FDA Approves Medtronic's Micra AV to Treat Atrioventricular Block

January 21, 2020—Medtronic announced it has received FDA approval of Micra AV, the company’s small pacemaker with atrioventricular (AV) synchrony. Micra AV is indicated for the treatment of patients with AV block, a condition in which the electrical signals between the chambers of the heart are impaired. Medtronic will begin training field personnel and physicians and will activate a limited number of implanting centers in the coming weeks. A full commercial launch is anticipated later this spring.

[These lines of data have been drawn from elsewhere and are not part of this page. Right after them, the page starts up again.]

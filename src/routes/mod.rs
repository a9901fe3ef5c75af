use std::sync::OnceLock;

use actix_web::{get, web, HttpMessage, HttpRequest, HttpResponse};
use regex::Regex;
use serde::Serialize;

use crate::{auth::Identity, error::ApiError};

pub mod catalog;
pub mod dashboard;
pub mod employees;
pub mod inspections;
pub mod login;
pub mod movements;
pub mod settings;
pub mod stock;

const EMAIL_PATTERN: &str =
    r"^([a-z0-9_+]([a-z0-9_+.\-]*[a-z0-9_+])?)@([a-z0-9]+([\-\.]{1}[a-z0-9]+)*\.[a-z]{2,6})$";

/// What a simulated mutation reports back. Nothing is stored.
#[derive(Debug, Serialize)]
pub struct Intent<'a> {
    pub action: &'static str,
    pub entity: &'static str,
    pub target: &'a str,
}

#[get("/health")]
pub async fn health() -> HttpResponse {
    HttpResponse::Ok().body("OK")
}

/// The identity the session guard attached to the request.
pub fn caller(req: &HttpRequest) -> Result<Identity, ApiError> {
    req.extensions()
        .get::<Identity>()
        .cloned()
        .ok_or(ApiError::Unauthorized)
}

pub fn log_intent(
    action: &'static str,
    entity: &'static str,
    target: &str,
    actor: &Identity,
) -> HttpResponse {
    tracing::info!(action, entity, target, actor = %actor.email, "simulated mutation");
    HttpResponse::Accepted().json(Intent {
        action,
        entity,
        target,
    })
}

pub fn is_valid_email(email: &str) -> bool {
    static EMAIL: OnceLock<Option<Regex>> = OnceLock::new();
    EMAIL
        .get_or_init(|| Regex::new(EMAIL_PATTERN).ok())
        .as_ref()
        .map_or(false, |regex| regex.is_match(&email.to_lowercase()))
}

pub fn configure(cfg: &mut web::ServiceConfig) {
    cfg.service(health)
        .service(login::get_login)
        .service(login::login)
        .service(login::logout)
        .service(dashboard::get_root)
        .service(dashboard::get_dashboard)
        .service(catalog::get_items)
        .service(catalog::get_item)
        .service(catalog::create_item)
        .service(catalog::update_item)
        .service(catalog::delete_item)
        .service(employees::get_employees)
        .service(employees::get_employee)
        .service(employees::create_employee)
        .service(employees::update_employee)
        .service(employees::toggle_employee_status)
        .service(employees::delete_employee)
        .service(stock::get_stock)
        .service(stock::create_stock_entry)
        .service(movements::get_movements)
        .service(movements::get_movement)
        .service(movements::create_movement)
        .service(movements::update_movement)
        .service(movements::delete_movement)
        .service(inspections::get_inspections)
        .service(inspections::get_inspection)
        .service(inspections::create_inspection)
        .service(inspections::update_inspection)
        .service(inspections::delete_inspection)
        .service(settings::get_settings)
        .service(settings::get_whitelist)
        .service(settings::add_whitelist_user)
        .service(settings::remove_whitelist_user)
        .service(settings::toggle_whitelist_user)
        .service(settings::update_notifications)
        .service(settings::update_system);
}
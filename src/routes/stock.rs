use actix_web::{get, post, web, HttpRequest, HttpResponse};
use serde::Serialize;

use super::{caller, log_intent};
use crate::{
    error::ApiError,
    models::ppe_item::{PpeItem, StockEntryRequest},
    query::stock::StockQuery,
    state::AppState,
    stats::{
        expiration_status, stock_status,
        summary::{stock_summary, StockSummary},
    },
    view::{
        badge::{Badge, Badged},
        format_optional_date,
    },
};

#[derive(Debug, Serialize)]
pub struct StockRow {
    #[serde(flatten)]
    pub item: PpeItem,
    /// Current stock as a percentage of the minimum, when one is set.
    pub stock_percent: Option<u32>,
    pub stock_badge: Badge,
    pub expiration_label: String,
    pub expiration_badge: Badge,
}
#[derive(Debug, Serialize)]
pub struct StockView {
    pub summary: StockSummary,
    pub total_unfiltered: usize,
    pub rows: Vec<StockRow>,
}

#[get("/estoque")]
pub async fn get_stock(
    state: web::Data<AppState>,
    query: web::Query<StockQuery>,
) -> Result<HttpResponse, ApiError> {
    let records = state.load_records().await?;
    let today = state.today();
    let warning_days = state.thresholds()?.expiration_warning_days;

    let rows = query
        .apply(&records.ppe_items)
        .into_iter()
        .map(|item| StockRow {
            stock_percent: item
                .stock_ratio()
                .map(|ratio| (ratio * 100.0).round() as u32),
            stock_badge: stock_status(&item).badge(),
            expiration_label: format_optional_date(item.expiration_date),
            expiration_badge: expiration_status(item.expiration_date, today, warning_days)
                .badge(),
            item,
        })
        .collect();

    Ok(HttpResponse::Ok().json(StockView {
        summary: stock_summary(&records.ppe_items),
        total_unfiltered: records.ppe_items.len(),
        rows,
    }))
}
#[post("/estoque/entradas")]
pub async fn create_stock_entry(
    state: web::Data<AppState>,
    payload: web::Json<StockEntryRequest>,
    req: HttpRequest,
) -> Result<HttpResponse, ApiError> {
    let actor = caller(&req)?;
    if payload.quantity == 0 {
        return Err(ApiError::BadRequest("STOCK_ENTRY_MUST_HAVE_QUANTITY"));
    }
    let records = state.load_records().await?;
    if records.ppe_item(&payload.ppe_item_id).is_none() {
        return Err(ApiError::NotFound("PPE_ITEM_NOT_FOUND"));
    }
    tracing::info!(
        ppe_item_id = %payload.ppe_item_id,
        quantity = payload.quantity,
        note = payload.note.as_deref().unwrap_or_default(),
        "stock entry received"
    );
    Ok(log_intent("create", "stock_entry", &payload.ppe_item_id, &actor))
}
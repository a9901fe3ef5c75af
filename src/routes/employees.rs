use actix_web::{delete, get, post, put, web, HttpRequest, HttpResponse};
use serde::Serialize;

use super::{caller, is_valid_email, log_intent, movements::MovementRow};
use crate::{
    error::ApiError,
    models::employee::{Employee, EmployeeRequest},
    query::employees::{departments, EmployeeQuery},
    state::AppState,
    stats::{
        compliance::{assess, assess_all, EmployeeCompliance},
        summary::{employee_summary, EmployeeSummary},
    },
    store::Records,
    view::{
        badge::{Badge, Badged},
        format_date,
    },
};

#[derive(Debug, Serialize)]
pub struct EmployeeRow {
    #[serde(flatten)]
    pub employee: Employee,
    pub hire_date_label: String,
    pub status_badge: Badge,
    pub compliance: EmployeeCompliance,
    pub compliance_badge: Badge,
}
#[derive(Debug, Serialize)]
pub struct EmployeesView {
    pub summary: EmployeeSummary,
    pub departments: Vec<String>,
    pub total_unfiltered: usize,
    pub rows: Vec<EmployeeRow>,
}
#[derive(Debug, Serialize)]
pub struct EmployeeDetail {
    #[serde(flatten)]
    pub row: EmployeeRow,
    pub movements: Vec<MovementRow>,
}

impl EmployeeRow {
    pub fn new(employee: Employee, compliance: EmployeeCompliance) -> Self {
        Self {
            hire_date_label: format_date(employee.hire_date),
            status_badge: employee.status.badge(),
            compliance_badge: compliance.status.badge(),
            compliance,
            employee,
        }
    }
}

fn validate(payload: &EmployeeRequest) -> Result<(), ApiError> {
    if payload.name.trim().is_empty() {
        return Err(ApiError::BadRequest("EMPLOYEE_MUST_HAVE_NAME"));
    }
    if !is_valid_email(&payload.email) {
        return Err(ApiError::BadRequest("EMPLOYEE_MUST_HAVE_VALID_EMAIL"));
    }
    Ok(())
}

fn find(records: &Records, employee_id: &str) -> Result<Employee, ApiError> {
    records
        .employee(employee_id)
        .cloned()
        .ok_or(ApiError::NotFound("EMPLOYEE_NOT_FOUND"))
}

#[get("/colaboradores")]
pub async fn get_employees(
    state: web::Data<AppState>,
    query: web::Query<EmployeeQuery>,
) -> Result<HttpResponse, ApiError> {
    let records = state.load_records().await?;
    let compliance = assess_all(&records, state.today(), state.thresholds()?);

    let rows = query
        .apply(&records.employees)
        .into_iter()
        .filter_map(|employee| {
            compliance
                .iter()
                .find(|assessment| assessment.employee_id == employee._id)
                .cloned()
                .map(|assessment| EmployeeRow::new(employee, assessment))
        })
        .collect();

    Ok(HttpResponse::Ok().json(EmployeesView {
        summary: employee_summary(&records.employees, &compliance),
        departments: departments(&records.employees),
        total_unfiltered: records.employees.len(),
        rows,
    }))
}
#[get("/colaboradores/{employee_id}")]
pub async fn get_employee(
    state: web::Data<AppState>,
    employee_id: web::Path<String>,
) -> Result<HttpResponse, ApiError> {
    let records = state.load_records().await?;
    let employee = find(&records, &employee_id)?;
    let compliance = assess(&employee, &records, state.today(), state.thresholds()?);

    let mut movements: Vec<MovementRow> = records
        .movements
        .iter()
        .filter(|movement| movement.belongs_to(&employee._id))
        .map(|movement| MovementRow::new(movement.clone(), &records))
        .collect();
    movements.sort_by(|a, b| b.movement.date.cmp(&a.movement.date));

    Ok(HttpResponse::Ok().json(EmployeeDetail {
        row: EmployeeRow::new(employee, compliance),
        movements,
    }))
}
#[post("/colaboradores")]
pub async fn create_employee(
    payload: web::Json<EmployeeRequest>,
    req: HttpRequest,
) -> Result<HttpResponse, ApiError> {
    let actor = caller(&req)?;
    validate(&payload)?;
    Ok(log_intent("create", "employee", &payload.email, &actor))
}
#[put("/colaboradores/{employee_id}")]
pub async fn update_employee(
    state: web::Data<AppState>,
    employee_id: web::Path<String>,
    payload: web::Json<EmployeeRequest>,
    req: HttpRequest,
) -> Result<HttpResponse, ApiError> {
    let actor = caller(&req)?;
    let records = state.load_records().await?;
    find(&records, &employee_id)?;
    validate(&payload)?;
    Ok(log_intent("update", "employee", &employee_id, &actor))
}
#[put("/colaboradores/{employee_id}/status")]
pub async fn toggle_employee_status(
    state: web::Data<AppState>,
    employee_id: web::Path<String>,
    req: HttpRequest,
) -> Result<HttpResponse, ApiError> {
    let actor = caller(&req)?;
    let records = state.load_records().await?;
    let employee = find(&records, &employee_id)?;
    tracing::info!(
        employee_id = %employee._id,
        status = employee.status.toggled().as_str(),
        "employee status change requested"
    );
    Ok(log_intent("toggle_status", "employee", &employee_id, &actor))
}
#[delete("/colaboradores/{employee_id}")]
pub async fn delete_employee(
    state: web::Data<AppState>,
    employee_id: web::Path<String>,
    req: HttpRequest,
) -> Result<HttpResponse, ApiError> {
    let actor = caller(&req)?;
    let records = state.load_records().await?;
    find(&records, &employee_id)?;
    Ok(log_intent("delete", "employee", &employee_id, &actor))
}

#[cfg(test)]
mod tests {
    use actix_web::{http::StatusCode, test, App};
    use serde_json::{json, Value};

    use crate::{auth::session::SessionGuard, routes::configure, testing};

    macro_rules! app {
        ($state:expr) => {
            test::init_service(
                App::new()
                    .app_data($state)
                    .wrap(SessionGuard)
                    .configure(configure),
            )
            .await
        };
    }

    #[actix_web::test]
    async fn lists_a_department_by_name_with_compliance() {
        let state = testing::state();
        let app = app!(state.clone());
        let req = test::TestRequest::get()
            .uri("/colaboradores?department=Produ%C3%A7%C3%A3o&sort_by=name")
            .insert_header(testing::bearer(&state, &testing::employee_identity()))
            .to_request();
        let body: Value = test::call_and_read_body_json(&app, req).await;

        assert_eq!(
            body["summary"],
            json!({ "total": 7, "active": 6, "compliant": 2, "critical": 0 })
        );
        assert_eq!(
            body["departments"],
            json!(["Administrativo", "Manutenção", "Produção"])
        );
        let ids: Vec<&str> = body["rows"]
            .as_array()
            .unwrap()
            .iter()
            .map(|row| row["_id"].as_str().unwrap())
            .collect();
        assert_eq!(ids, vec!["emp3", "emp7", "emp1", "emp5"]);
        assert_eq!(body["rows"][0]["compliance_badge"]["label"], json!("Conforme"));
        assert_eq!(body["rows"][0]["status_badge"]["label"], json!("Ativo"));
        assert_eq!(body["rows"][0]["hire_date_label"], json!("10/07/2018"));
    }

    #[actix_web::test]
    async fn detail_includes_history_newest_first() {
        let state = testing::state();
        let app = app!(state.clone());
        let req = test::TestRequest::get()
            .uri("/colaboradores/emp1")
            .insert_header(testing::bearer(&state, &testing::employee_identity()))
            .to_request();
        let body: Value = test::call_and_read_body_json(&app, req).await;

        let ids: Vec<&str> = body["movements"]
            .as_array()
            .unwrap()
            .iter()
            .map(|row| row["_id"].as_str().unwrap())
            .collect();
        assert_eq!(ids, vec!["mov2", "mov1", "mov10"]);
        assert_eq!(body["compliance"]["status"], json!("warning"));
        assert_eq!(body["compliance"]["overdue_inspections"], json!(1));
    }

    #[actix_web::test]
    async fn validates_and_acknowledges_changes() {
        let state = testing::state();
        let app = app!(state.clone());
        let employee = json!({
            "name": "Rita Moura",
            "email": "rita",
            "department": "Produção",
            "position": "Operador",
            "hire_date": "2024-06-01"
        });
        let req = test::TestRequest::post()
            .uri("/colaboradores")
            .insert_header(testing::bearer(&state, &testing::employee_identity()))
            .set_json(&employee)
            .to_request();
        let res = test::call_service(&app, req).await;
        assert_eq!(res.status(), StatusCode::BAD_REQUEST);
        assert_eq!(test::read_body(res).await, "EMPLOYEE_MUST_HAVE_VALID_EMAIL");

        let req = test::TestRequest::put()
            .uri("/colaboradores/emp4/status")
            .insert_header(testing::bearer(&state, &testing::employee_identity()))
            .to_request();
        let res = test::call_service(&app, req).await;
        assert_eq!(res.status(), StatusCode::ACCEPTED);
        let body: Value = test::read_body_json(res).await;
        assert_eq!(
            body,
            json!({ "action": "toggle_status", "entity": "employee", "target": "emp4" })
        );

        let req = test::TestRequest::put()
            .uri("/colaboradores/emp99/status")
            .insert_header(testing::bearer(&state, &testing::employee_identity()))
            .to_request();
        let res = test::call_service(&app, req).await;
        assert_eq!(res.status(), StatusCode::NOT_FOUND);
    }
}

Medtronic's Micra AV is identical in size and shape to the original Micra TPS transcatheter pacing system, which was approved by the FDA in 2016 as a leadless pacemaker option for patients who only require pacing in the right ventricle. However, the new device has several additional internal atrial sensing algorithms that detect cardiac movement, allowing the device to adjust pacing in the ventricle to coordinate with the atrium, providing “AV synchronous” pacing therapy to patients with AV block. Micra does not require leads or a surgical "pocket" under the skin, noted Medtronic.

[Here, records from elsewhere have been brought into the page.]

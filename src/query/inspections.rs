use chrono::NaiveDate;
use serde::{Deserialize, Serialize};

use super::{
    compare_text, matches_text, sort_rows, DateRangeKind, DateWindow, Filter, SortOrder,
};
use crate::{
    models::inspection::{Inspection, InspectionStatus},
    store::Records,
};

pub const UNKNOWN_EMPLOYEE: &str = "Colaborador";
pub const UNKNOWN_PPE: &str = "EPI";

#[derive(Clone, Copy, Serialize, Deserialize, Debug, Default, PartialEq, Eq)]
#[serde(rename_all = "snake_case")]
pub enum InspectionSortKey {
    #[default]
    Date,
    Status,
    Employee,
    Ppe,
}

#[derive(Clone, Debug, Deserialize, Serialize, PartialEq)]
#[serde(default)]
pub struct InspectionQuery {
    pub search: String,
    pub status: Filter<InspectionStatus>,
    pub date_range: DateRangeKind,
    pub start_date: Option<String>,
    pub end_date: Option<String>,
    pub sort_by: InspectionSortKey,
    pub sort_order: SortOrder,
}

impl Default for InspectionQuery {
    fn default() -> Self {
        Self {
            search: String::new(),
            status: Filter::All,
            date_range: DateRangeKind::All,
            start_date: None,
            end_date: None,
            sort_by: InspectionSortKey::Date,
            sort_order: SortOrder::Desc,
        }
    }
}

pub fn employee_name<'a>(records: &'a Records, employee_id: &str) -> &'a str {
    records
        .employee(employee_id)
        .map_or(UNKNOWN_EMPLOYEE, |employee| employee.name.as_str())
}

pub fn ppe_type<'a>(records: &'a Records, ppe_item_id: &str) -> &'a str {
    records
        .ppe_item(ppe_item_id)
        .map_or(UNKNOWN_PPE, |item| item.kind.as_str())
}

impl InspectionQuery {
    pub fn window(&self) -> DateWindow {
        DateWindow::resolve(
            self.date_range,
            self.start_date.as_deref(),
            self.end_date.as_deref(),
        )
    }
    pub fn matches(&self, inspection: &Inspection, records: &Records, today: NaiveDate) -> bool {
        matches_text(
            &self.search,
            &[
                employee_name(records, &inspection.employee_id),
                ppe_type(records, &inspection.ppe_item_id),
                inspection.notes.as_deref().unwrap_or_default(),
            ],
        ) && self.status.matches(&inspection.status)
            && self.window().contains(inspection.date, today)
    }
    pub fn apply(&self, records: &Records, today: NaiveDate) -> Vec<Inspection> {
        let mut rows: Vec<Inspection> = records
            .inspections
            .iter()
            .filter(|inspection| self.matches(inspection, records, today))
            .cloned()
            .collect();
        sort_rows(&mut rows, self.sort_order, |a, b| match self.sort_by {
            InspectionSortKey::Date => a.date.cmp(&b.date),
            InspectionSortKey::Status => a.status.as_str().cmp(b.status.as_str()),
            InspectionSortKey::Employee => compare_text(
                employee_name(records, &a.employee_id),
                employee_name(records, &b.employee_id),
            ),
            InspectionSortKey::Ppe => compare_text(
                ppe_type(records, &a.ppe_item_id),
                ppe_type(records, &b.ppe_item_id),
            ),
        });
        rows
    }
}
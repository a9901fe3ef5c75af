use chrono::{Datelike, Months, NaiveDate};
use serde::{Deserialize, Serialize};

use super::{
    compliance::{ComplianceStatus, EmployeeCompliance},
    expiration_status,
    summary::{in_same_month, MovementCounts},
    ExpirationStatus,
};
use crate::{
    models::{movement::Movement, ppe_item::PpeItem},
    query::Filter,
    store::Records,
};

pub const RECENT_MOVEMENTS_SHOWN: usize = 5;
const MONTH_LABELS: [&str; 12] = [
    "jan", "fev", "mar", "abr", "mai", "jun", "jul", "ago", "set", "out", "nov", "dez",
];

#[derive(Clone, Copy, Serialize, Deserialize, Debug, Default, PartialEq, Eq)]
pub enum TimeFrame {
    #[serde(rename = "1month")]
    OneMonth,
    #[default]
    #[serde(rename = "3months")]
    ThreeMonths,
    #[serde(rename = "12months")]
    TwelveMonths,
}

#[derive(Clone, Debug, Default, Deserialize, Serialize, PartialEq)]
#[serde(default)]
pub struct DashboardQuery {
    pub time_frame: TimeFrame,
    pub movement_type: Filter<crate::models::movement::MovementKind>,
}
#[derive(Clone, Copy, Debug, Serialize, PartialEq, Eq)]
pub struct DashboardCards {
    pub total_employees: usize,
    pub total_units_in_stock: u64,
    pub expiring_items: usize,
    pub movements_this_month: usize,
    pub compliance_rate: u32,
}
#[derive(Clone, Debug, Serialize, PartialEq, Eq)]
pub struct MonthlyMovements {
    pub month: &'static str,
    pub year: i32,
    #[serde(flatten)]
    pub counts: MovementCounts,
}
#[derive(Clone, Debug, Serialize, PartialEq)]
pub struct Dashboard {
    pub cards: DashboardCards,
    pub time_frame: TimeFrame,
    pub monthly: Vec<MonthlyMovements>,
    pub distribution: MovementCounts,
    pub recent: Vec<Movement>,
    pub low_stock: Vec<PpeItem>,
}

impl TimeFrame {
    pub fn months(&self) -> u32 {
        match self {
            TimeFrame::OneMonth => 1,
            TimeFrame::ThreeMonths => 3,
            TimeFrame::TwelveMonths => 12,
        }
    }
    pub fn start(&self, today: NaiveDate) -> NaiveDate {
        today
            .checked_sub_months(Months::new(self.months()))
            .unwrap_or(NaiveDate::MIN)
    }
}

pub fn month_label(date: NaiveDate) -> &'static str {
    MONTH_LABELS[date.month0() as usize]
}

/// Percentage of employees currently compliant, rounded.
pub fn compliance_rate(compliance: &[EmployeeCompliance]) -> u32 {
    if compliance.is_empty() {
        return 0;
    }
    let compliant = compliance
        .iter()
        .filter(|assessment| assessment.status == ComplianceStatus::Compliant)
        .count();
    ((compliant as f64 / compliance.len() as f64) * 100.0).round() as u32
}

fn monthly(movements: &[&Movement], today: NaiveDate, time_frame: TimeFrame) -> Vec<MonthlyMovements> {
    let months = time_frame.months();
    (0..months)
        .rev()
        .filter_map(|back| today.checked_sub_months(Months::new(back)))
        .map(|anchor| MonthlyMovements {
            month: month_label(anchor),
            year: anchor.year(),
            counts: MovementCounts::tally(
                movements
                    .iter()
                    .copied()
                    .filter(|movement| in_same_month(movement.date, anchor)),
            ),
        })
        .collect()
}

pub fn build(
    records: &Records,
    compliance: &[EmployeeCompliance],
    query: &DashboardQuery,
    today: NaiveDate,
    warning_days: i64,
) -> Dashboard {
    let start = query.time_frame.start(today);
    let in_frame: Vec<&Movement> = records
        .movements
        .iter()
        .filter(|movement| movement.date >= start)
        .collect();

    let mut recent: Vec<Movement> = in_frame
        .iter()
        .filter(|movement| query.movement_type.matches(&movement.kind))
        .map(|movement| (*movement).clone())
        .collect();
    recent.sort_by(|a, b| b.date.cmp(&a.date));
    recent.truncate(RECENT_MOVEMENTS_SHOWN);

    let cards = DashboardCards {
        total_employees: records.employees.len(),
        total_units_in_stock: records
            .ppe_items
            .iter()
            .map(|item| u64::from(item.current_stock))
            .sum(),
        expiring_items: records
            .ppe_items
            .iter()
            .filter(|item| {
                expiration_status(item.expiration_date, today, warning_days)
                    == ExpirationStatus::Expiring
            })
            .count(),
        movements_this_month: records
            .movements
            .iter()
            .filter(|movement| in_same_month(movement.date, today))
            .count(),
        compliance_rate: compliance_rate(compliance),
    };

    Dashboard {
        cards,
        time_frame: query.time_frame,
        monthly: monthly(&in_frame, today, query.time_frame),
        distribution: MovementCounts::tally(in_frame.iter().copied()),
        recent,
        low_stock: records
            .ppe_items
            .iter()
            .filter(|item| item.current_stock < item.minimum_stock)
            .cloned()
            .collect(),
    }
}
use config::{Config, Environment, File};
use serde::Deserialize;

use crate::{error::StartupError, models::settings::SystemSettings};

const DEFAULT_HOST: &str = "127.0.0.1";
const DEFAULT_PORT: u16 = 8000;
const DEFAULT_ALLOWED_ORIGIN: &str = "http://localhost:3000";
const DEFAULT_DATABASE_NAME: &str = "epi";
const DEFAULT_SESSION_TTL_SECS: i64 = 86400;
const MIN_SESSION_SECRET_LEN: usize = 32;

#[derive(Clone, Debug, Deserialize)]
pub struct AppConfig {
    pub server: ServerConfig,
    pub database: DatabaseConfig,
    pub auth: AuthConfig,
    pub log: LogConfig,
    /// Initial values for the settings page; editable at runtime.
    #[serde(default)]
    pub system: SystemSettings,
}
#[derive(Clone, Debug, Deserialize)]
pub struct ServerConfig {
    pub host: String,
    pub port: u16,
    pub allowed_origin: String,
}
#[derive(Clone, Debug, Deserialize)]
pub struct DatabaseConfig {
    /// Without a URI the service runs on the built-in sample records.
    pub uri: Option<String>,
    pub name: String,
}
#[derive(Clone, Debug, Deserialize)]
pub struct AuthConfig {
    pub session_secret: Option<String>,
    pub session_ttl_secs: i64,
    pub identity: IdentityConfig,
}
#[derive(Clone, Debug, Deserialize)]
pub struct IdentityConfig {
    pub audience: String,
    #[serde(default = "default_issuers")]
    pub issuers: Vec<String>,
    pub public_key_path: Option<String>,
    pub shared_secret: Option<String>,
}
#[derive(Clone, Copy, Debug, Deserialize, PartialEq, Eq)]
#[serde(rename_all = "lowercase")]
pub enum LogFormat {
    Pretty,
    Json,
}
#[derive(Clone, Debug, Deserialize)]
pub struct LogConfig {
    pub level: String,
    pub format: LogFormat,
}

fn default_issuers() -> Vec<String> {
    vec![
        "accounts.google.com".to_string(),
        "https://accounts.google.com".to_string(),
    ]
}

impl AppConfig {
    /// Reads defaults, then `config/default.*`, then `EPI_`-prefixed
    /// environment variables (`EPI_AUTH__SESSION_SECRET`, ...).
    pub fn load() -> Result<Self, StartupError> {
        let _ = dotenvy::dotenv();

        let config = Config::builder()
            .set_default("server.host", DEFAULT_HOST)?
            .set_default("server.port", i64::from(DEFAULT_PORT))?
            .set_default("server.allowed_origin", DEFAULT_ALLOWED_ORIGIN)?
            .set_default("database.name", DEFAULT_DATABASE_NAME)?
            .set_default("auth.session_ttl_secs", DEFAULT_SESSION_TTL_SECS)?
            .set_default("log.level", "info")?
            .set_default("log.format", "pretty")?
            .add_source(File::with_name("config/default").required(false))
            .add_source(
                Environment::with_prefix("EPI")
                    .prefix_separator("_")
                    .separator("__")
                    .try_parsing(true),
            )
            .build()?;

        let app: AppConfig = config.try_deserialize()?;
        app.validate()?;
        Ok(app)
    }

    pub fn validate(&self) -> Result<(), StartupError> {
        match &self.auth.session_secret {
            Some(secret) if secret.len() >= MIN_SESSION_SECRET_LEN => (),
            _ => {
                return Err(StartupError::Invalid(format!(
                    "auth.session_secret must be at least {MIN_SESSION_SECRET_LEN} characters"
                )))
            }
        }
        if self.auth.session_ttl_secs <= 0 {
            return Err(StartupError::Invalid(
                "auth.session_ttl_secs must be positive".to_string(),
            ));
        }
        let identity = &self.auth.identity;
        if identity.public_key_path.is_some() == identity.shared_secret.is_some() {
            return Err(StartupError::Invalid(
                "exactly one of auth.identity.public_key_path or auth.identity.shared_secret is required"
                    .to_string(),
            ));
        }
        if identity.issuers.is_empty() {
            return Err(StartupError::Invalid(
                "auth.identity.issuers must not be empty".to_string(),
            ));
        }
        self.system
            .validate()
            .map_err(|code| StartupError::Invalid(format!("system settings: {code}")))
    }
}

In the company's announcement, cardiac electrophysiologist Larry Chinitz, MD, Director, NYU Langone’s Heart Rhythm Center, New York, New York, commented, "With the approval of Micra AV, more pacemaker patients qualify for a new treatment option that offers the advantages of leadless pacing, including a minimally invasive implant procedure and a cosmetically invisible device.

"Although complications with traditional pacemakers are infrequent, when they occur, they’re expensive to treat and can be invasive for the patient. Real-world use of Micra has shown a 63% reduction in major complications compared to traditional pacemakers."

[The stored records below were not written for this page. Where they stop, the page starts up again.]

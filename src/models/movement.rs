use chrono::NaiveDate;
use serde::{Deserialize, Serialize};

#[derive(Clone, Copy, Serialize, Deserialize, Debug, PartialEq, Eq, Hash)]
#[serde(rename_all = "snake_case")]
pub enum MovementKind {
    Delivery,
    Return,
    Replacement,
    Discard,
}

#[derive(Clone, Debug, Deserialize, Serialize, PartialEq)]
pub struct Movement {
    pub _id: String,
    #[serde(rename = "type")]
    pub kind: MovementKind,
    pub date: NaiveDate,
    #[serde(default, skip_serializing_if = "Option::is_none")]
    pub employee_id: Option<String>,
    pub ppe_item_id: String,
    pub quantity: u32,
    #[serde(default, skip_serializing_if = "Option::is_none")]
    pub reason: Option<String>,
    pub responsible_id: String,
}
#[derive(Debug, Deserialize, Serialize)]
pub struct MovementRequest {
    #[serde(rename = "type")]
    pub kind: MovementKind,
    pub date: NaiveDate,
    pub employee_id: Option<String>,
    pub ppe_item_id: String,
    pub quantity: u32,
    pub reason: Option<String>,
}

impl MovementKind {
    pub const ALL: [MovementKind; 4] = [
        MovementKind::Delivery,
        MovementKind::Return,
        MovementKind::Replacement,
        MovementKind::Discard,
    ];

    pub fn as_str(&self) -> &'static str {
        match self {
            MovementKind::Delivery => "delivery",
            MovementKind::Return => "return",
            MovementKind::Replacement => "replacement",
            MovementKind::Discard => "discard",
        }
    }
    /// Whether the movement leaves the item in the employee's hands.
    pub fn hands_over(&self) -> bool {
        match self {
            MovementKind::Delivery | MovementKind::Replacement => true,
            MovementKind::Return | MovementKind::Discard => false,
        }
    }
}

impl Movement {
    pub fn belongs_to(&self, employee_id: &str) -> bool {
        self.employee_id.as_deref() == Some(employee_id)
    }
}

The Micra AV approval is based on data from the MARVEL 2 study of Micra atrial tracking using a ventricular accelerometer that evaluated the safety and effectiveness of accelerometer-based atrial sensing algorithms. The study evaluated the ability of the device’s internal sensor to monitor and detect atrial contractions and enable coordinated pacing between the atrium and ventricle, thereby providing AV synchrony.

According to Medtronic, MARVEL 2 showed the primary efficacy objective was met, with a significantly greater percentage of complete heart block patients with normal sinus rhythm having > 70% AV synchrony during algorithm-mediated AV synchronous pacing (38/40 [95%] patients) than VVI pacing (0 patients; P < .001 for proportion of patients with > 70% synchrony). The study’s primary safety objective was also met, with no pauses or episodes of pacing-induced tachycardia reported during algorithm-mediated AV synchronous pacing.

In November 2019, results from the study were presented at the American Heart Association 2019 Scientific Sessions and published simultaneously by Clemens Steinwender, MD, et al in Journal of the American College of Cardiology: Clinical Electrophysiology (2020;6:94–106).